2.3 Prevent aflatoxin during storage: The storage facility configuration and stacking management should comply with the requirements of SB/T 11094 "Specifications for Storage Management of Traditional Chinese Medicines". Stacking should not be too high, and modern storage and preservation technologies and equipment such as controlled atmosphere can be used.

2.4 Prevent aflatoxin during transportation: Transportation vehicles should avoid aflatoxin contamination, and transportation should be avoided on rainy days. Transportation in humid seasons should be moisture-proof.

3. Key points of pollution-free technology

According to the type of each Chinese medicinal material, pollution-free and reasonable fertilization and pollution-free integrated pest and disease control procedures should be formulated, and the dosage, frequency, time, safe interval, protective measures, etc. of the pesticide types should be specified. The application amount and safe interval should be controlled in accordance with the requirements of the "Guidelines for the Rational Use of Pesticides" GB/T8321.1-5.

Highly toxic, highly toxic, and high-residue pesticides prohibited by the Ministry of Agriculture and Rural Affairs, as well as other pesticides restricted for use on Chinese medicinal materials, should not be used. Growth regulators (such as growth enhancers) should not be used.
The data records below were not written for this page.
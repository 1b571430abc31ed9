//! # wincfg-core
//!
//! Per-window configuration overrides for an editor plugin.
//!
//! A user can set, unset, save, or clear settings scoped to the active editor
//! window.  Reads fall back to plugin-wide defaults kept in a persisted store
//! whenever the window has no override of its own.
//!
//! # Architecture overview (for beginners)
//!
//! Three layers of state are folded into one read/write view:
//!
//! - **User-specified overrides** – values the user set for this window during
//!   the current session.
//! - **Persisted defaults** – values stored under `default_<name>` in the
//!   plugin's settings resource.
//! - **The live defaults file** – the resource can change underneath the
//!   process (another window saved, the user edited the file by hand).  The
//!   store reports such changes through a single change callback.
//!
//! The crate is split into:
//!
//! - **`domain`** – [`ConfigSettings`] (the layered mapping) and
//!   [`SettingsRegistry`] (exactly one settings instance per open window).
//! - **`store`** – the [`PersistedStore`] collaborator trait plus an in-memory
//!   implementation.  File-backed stores live with the host integration.
//!
//! Everything here is single-threaded by construction (`Rc`/`RefCell`), which
//! matches the editor's cooperative command-dispatch loop.

pub mod domain;
pub mod store;

pub use domain::registry::{SettingsHandle, SettingsRegistry, WindowId};
pub use domain::settings::{ConfigSettings, SettingsError, SettingsMap};
pub use store::memory::MemoryStore;
pub use store::{ChangeCallback, PersistedStore, StoreError, DEFAULT_KEY_PREFIX};

/// Opaque setting value.
///
/// The persisted format is TOML, so a value is anything TOML can represent.
pub type SettingValue = toml::Value;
4. Traceability of the entire process of Chinese herbal medicine

The whole process traceability of Chinese medicinal materials should include the whole process of seed and seedling production, planting, field management, pest and disease control, harvesting, processing at the origin, packaging, warehousing logistics, quality, etc. Specific information includes origin, origin, source, plot information, operation parameters, operation date, operator, facilities and equipment used, items used, meteorological data and other information. It can record each operation link, different growth and development stages, and use investment products and other image data.

The Chinese medicinal materials traceability system can be used to achieve traceability by scanning codes, and the Internet of Things technology can be used to access climate monitoring and surveillance equipment.

[Which companies can apply for the “three no and one complete” medicinal material evaluation]?

Any medicinal material raw material enterprise of a certain scale can apply. The scope of application includes: medicinal raw materials derived from medicinal plants, medicinal animals and other resources, which are used in the production of Chinese herbal medicines and Chinese medicine preparations after standardized planting (including ecological planting, wild cultivation and simulated wild cultivation), harvesting and processing at the place of production.